Dry bulk: a deep pocketed private equity play by Wilbur Ross
Another week brought another announcement of a financial investor coming together with shipping veterans. This time it was WL Ross & Company getting together with a group of investors, including German shipowner Conti Group to form Nautical Bulk Holdings Ltd.

Ross is putting a stake in the drybulk market, after having established positions in handysize tankers, suezmaxes, and LPG tankers. As described in a news release, the new company has raised more than $100m, and has ordered eight geared 64,000 tonners, in vogue ultramaxes from the Chinese yard Jiangsu Hantong, with deliveries starting in 2015.

A database search shows them priced at $24.5m  each. The yard has mainly specialised in building supramaxes, for owners including Coeclerici, Eagle Bulk/ Delphin and another German outfit Peter Dohle. Some reports had the yard granting options on additional vessels.

In analysing club deals of this type, it’s useful to dissect the investor slate for hints about motivations and potential strategies for the new company. Fearnley Advisors, an investment packager, is likely to bring in European institutional shipping investors Conti, besides being an owner, has also been an investment promoter. So, if and when the KS and KG markets show signs of life, or new partnership structures come into play these assemblers will be one phone call away from assets to parcel out.

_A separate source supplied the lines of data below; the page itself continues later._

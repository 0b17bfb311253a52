//! # Bulk Sale Ingestion
//!
//! Accepts a batch of client-originated sales, deduplicates by client local
//! id, and settles each new sale. At-least-once delivery in, at-most-once
//! effect out.
//!
//! ## Per-Item Contract
//! ```text
//! ┌─────────────────────────────────────────────────────────────────────────┐
//! │  for each sale in batch:                                                │
//! │                                                                         │
//! │    Sale with this localId exists? ──yes──► already_synced              │
//! │            │ no                            (no side effects - the same │
//! │            ▼                                batch may be retried after │
//! │    settle on the replay path                a partial network failure) │
//! │            │                                                            │
//! │      ┌─────┴──────────┬──────────────────────┐                          │
//! │      ▼                ▼                      ▼                          │
//! │   synced        unique-index loser      any other failure              │
//! │   (saleId)      → already_synced        → error (this item only;       │
//! │                 (concurrent retry        siblings are unaffected)      │
//! │                  won the race)                                          │
//! └─────────────────────────────────────────────────────────────────────────┘
//! ```
//!
//! The batch itself always succeeds at the transport level; the response is
//! a structured per-item outcome array the client uses to selectively retry.

use tracing::{info, warn};

use vela_core::{SaleEnvelope, SaleSyncResult, SyncSalesRequest, SyncSalesResponse};

use crate::db::Database;
use crate::settlement::{SettlementEngine, SettlementError, SettlementMode};

/// Processes one uploaded batch, producing a per-item outcome array.
pub async fn process_batch(
    engine: &SettlementEngine,
    db: &Database,
    request: SyncSalesRequest,
) -> SyncSalesResponse {
    info!(count = request.sales.len(), "Processing sale sync batch");

    let mut results = Vec::with_capacity(request.sales.len());
    for envelope in &request.sales {
        results.push(process_sale(engine, db, envelope).await);
    }

    let response = SyncSalesResponse::from_results(results);
    info!(
        synced = response.synced,
        failed = response.failed,
        "Sale sync batch complete"
    );
    response
}

/// Ingests a single sale; every failure is contained to this item.
async fn process_sale(
    engine: &SettlementEngine,
    db: &Database,
    envelope: &SaleEnvelope,
) -> SaleSyncResult {
    // Idempotency check: a replayed submission must have no duplicate effect.
    match db.find_sale_id_by_local_id(&envelope.local_id).await {
        Ok(Some(existing)) => {
            return SaleSyncResult::already_synced(&envelope.local_id, Some(existing));
        }
        Ok(None) => {}
        Err(e) => {
            warn!(local_id = %envelope.local_id, error = %e, "Dedupe lookup failed");
            return SaleSyncResult::error(&envelope.local_id, e.to_string());
        }
    }

    match engine.settle(envelope, SettlementMode::Replay).await {
        Ok(sale) => SaleSyncResult::synced(&envelope.local_id, sale.id),

        // A concurrent submission with the same local id won the insert
        // race; our transaction rolled back without effects. Not an error.
        Err(SettlementError::Duplicate(_)) => {
            let existing = db
                .find_sale_id_by_local_id(&envelope.local_id)
                .await
                .ok()
                .flatten();
            SaleSyncResult::already_synced(&envelope.local_id, existing)
        }

        Err(e) => {
            warn!(local_id = %envelope.local_id, error = %e, "Sale failed to settle");
            SaleSyncResult::error(&envelope.local_id, e.to_string())
        }
    }
}
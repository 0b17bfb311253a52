//! # Sync Wire Protocol
//!
//! JSON payload shapes for the bulk sync call and the health probe, shared
//! verbatim by the register client and the cloud API so the two sides can
//! never drift apart.
//!
//! ## Bulk Sync Exchange
//! ```text
//! ┌─────────────────────────────────────────────────────────────────────────┐
//! │  Register                                 Cloud API                     │
//! │     │                                         │                         │
//! │     │  POST /api/sync/sales                   │                         │
//! │     │  { sales: [ {localId, items, ...} ] }   │                         │
//! │     │ ───────────────────────────────────────►│                         │
//! │     │                                         │ per item:               │
//! │     │                                         │  dedupe → settle        │
//! │     │  200 { success, synced, failed,         │                         │
//! │     │        results: [ {localId, status} ] } │                         │
//! │     │ ◄───────────────────────────────────────│                         │
//! │     │                                         │                         │
//! │  per result: synced/already_synced → mark + purge; error → keep        │
//! └─────────────────────────────────────────────────────────────────────────┘
//! ```
//!
//! The response is always `200`; failures are expressed per item so one bad
//! sale never poisons its siblings.

use chrono::{DateTime, Utc};
use serde::{Deserialize, Serialize};

use crate::types::{PaymentMethod, PendingSale, SaleLine};

// =============================================================================
// Sale Envelope
// =============================================================================

/// One client-originated sale as it travels over the wire.
#[derive(Debug, Clone, Serialize, Deserialize)]
#[serde(rename_all = "camelCase")]
pub struct SaleEnvelope {
    /// Client-generated idempotency key, stable across retries.
    pub local_id: String,
    pub items: Vec<SaleLine>,
    pub total_minor: i64,
    /// Amount actually handed over; absent means fully paid.
    #[serde(default, skip_serializing_if = "Option::is_none")]
    pub amount_paid_minor: Option<i64>,
    pub payment_method: PaymentMethod,
    #[serde(default, skip_serializing_if = "Option::is_none")]
    pub customer_id: Option<String>,
    #[serde(default)]
    pub is_return: bool,
    pub created_at: DateTime<Utc>,
}

impl SaleEnvelope {
    /// Amount paid in minor units; defaults to the full total.
    #[inline]
    pub fn amount_paid_or_total(&self) -> i64 {
        self.amount_paid_minor.unwrap_or(self.total_minor)
    }
}

impl From<&PendingSale> for SaleEnvelope {
    fn from(sale: &PendingSale) -> Self {
        SaleEnvelope {
            local_id: sale.local_id.clone(),
            items: sale.lines.clone(),
            total_minor: sale.total_minor,
            amount_paid_minor: sale.amount_paid_minor,
            payment_method: sale.payment_method,
            customer_id: sale.customer_id.clone(),
            is_return: sale.is_return,
            created_at: sale.created_at,
        }
    }
}

// =============================================================================
// Bulk Sync Request / Response
// =============================================================================

/// The full batch of pending sales, sent as one request.
#[derive(Debug, Clone, Serialize, Deserialize)]
#[serde(rename_all = "camelCase")]
pub struct SyncSalesRequest {
    pub sales: Vec<SaleEnvelope>,
}

/// Per-item outcome of a bulk sync.
#[derive(Debug, Clone, Copy, PartialEq, Eq, Serialize, Deserialize)]
#[serde(rename_all = "snake_case")]
pub enum SaleSyncStatus {
    /// Newly settled and recorded by this submission.
    Synced,
    /// A Sale with this `local_id` already existed; no side effects ran.
    AlreadySynced,
    /// This item failed; siblings are unaffected and the client retries it.
    Error,
}

/// Outcome for one sale in the batch.
#[derive(Debug, Clone, Serialize, Deserialize)]
#[serde(rename_all = "camelCase")]
pub struct SaleSyncResult {
    pub local_id: String,
    pub status: SaleSyncStatus,
    #[serde(default, skip_serializing_if = "Option::is_none")]
    pub sale_id: Option<String>,
    #[serde(default, skip_serializing_if = "Option::is_none")]
    pub error: Option<String>,
}

impl SaleSyncResult {
    pub fn synced(local_id: impl Into<String>, sale_id: impl Into<String>) -> Self {
        SaleSyncResult {
            local_id: local_id.into(),
            status: SaleSyncStatus::Synced,
            sale_id: Some(sale_id.into()),
            error: None,
        }
    }

    pub fn already_synced(local_id: impl Into<String>, sale_id: Option<String>) -> Self {
        SaleSyncResult {
            local_id: local_id.into(),
            status: SaleSyncStatus::AlreadySynced,
            sale_id,
            error: None,
        }
    }

    pub fn error(local_id: impl Into<String>, error: impl Into<String>) -> Self {
        SaleSyncResult {
            local_id: local_id.into(),
            status: SaleSyncStatus::Error,
            sale_id: None,
            error: Some(error.into()),
        }
    }

    /// True when the server has durably recorded this sale (either just now
    /// or on an earlier submission) and the client may purge it.
    #[inline]
    pub fn is_acknowledged(&self) -> bool {
        matches!(
            self.status,
            SaleSyncStatus::Synced | SaleSyncStatus::AlreadySynced
        )
    }
}

/// The bulk response: always `200`, with per-item outcomes.
#[derive(Debug, Clone, Serialize, Deserialize)]
#[serde(rename_all = "camelCase")]
pub struct SyncSalesResponse {
    pub success: bool,
    pub synced: usize,
    pub failed: usize,
    pub results: Vec<SaleSyncResult>,
}

impl SyncSalesResponse {
    /// Builds the response from per-item results, deriving the counters.
    pub fn from_results(results: Vec<SaleSyncResult>) -> Self {
        let synced = results.iter().filter(|r| r.is_acknowledged()).count();
        let failed = results.len() - synced;
        SyncSalesResponse {
            success: failed == 0,
            synced,
            failed,
            results,
        }
    }
}

// =============================================================================
// Health Probe
// =============================================================================

/// Lightweight reachability payload; used only by the connectivity monitor,
/// never for business data.
#[derive(Debug, Clone, Serialize, Deserialize)]
#[serde(rename_all = "camelCase")]
pub struct HealthStatus {
    pub status: String,
    pub timestamp: DateTime<Utc>,
}

impl HealthStatus {
    pub fn ok(now: DateTime<Utc>) -> Self {
        HealthStatus {
            status: "ok".into(),
            timestamp: now,
        }
    }
}

// =============================================================================
// Unit Tests
// =============================================================================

More to the point of this deal, Solus Alternative Management, based on “Hedge Fund Alley” in New York has a distressed investing pedigree. Wilbur Ross, who has dabbled as a “consolidator” in the LPG sector, is ultimately a very savvy bottom feeder buyer with deep pockets to ride out the false troughs of highly cyclical industries, and sell on the real bounces. His big successes have come in the steel business, where he bought into legendary U.S. companies exactly when they hit bottom in the early 2000’s, and then sold them, on a big bounce, to Mittal, as China was revving up. This is not too different than very savvy moves by shipping investors at the time, with Foremost Maritime coming to mind.  

Though Ross had talked of “consolidating” in the product tanker business early on, there has been no such talk, yet, about the bulk carrier investment. This has the look of a good old-fashioned cyclical play. Anybody remember Majestic Shipping, in the tanker realm? No economies of scale or market concentrating-just buy low and sell high.

Whether or not drybulk fundamentals are truly set to improve has been subject of some debate, as newbuild deliveries slow. However, perceptions have improved, if performance of listed companies is any guide. Eagle Bulk, a supramax specialist, has seen a doubling in its share price since it hit bottom at end 2012, while peer company Baltic Trading has seen a 50% run upward. Safe Bulkers has also regained its luster with investors, seeing a big bump up in recent months.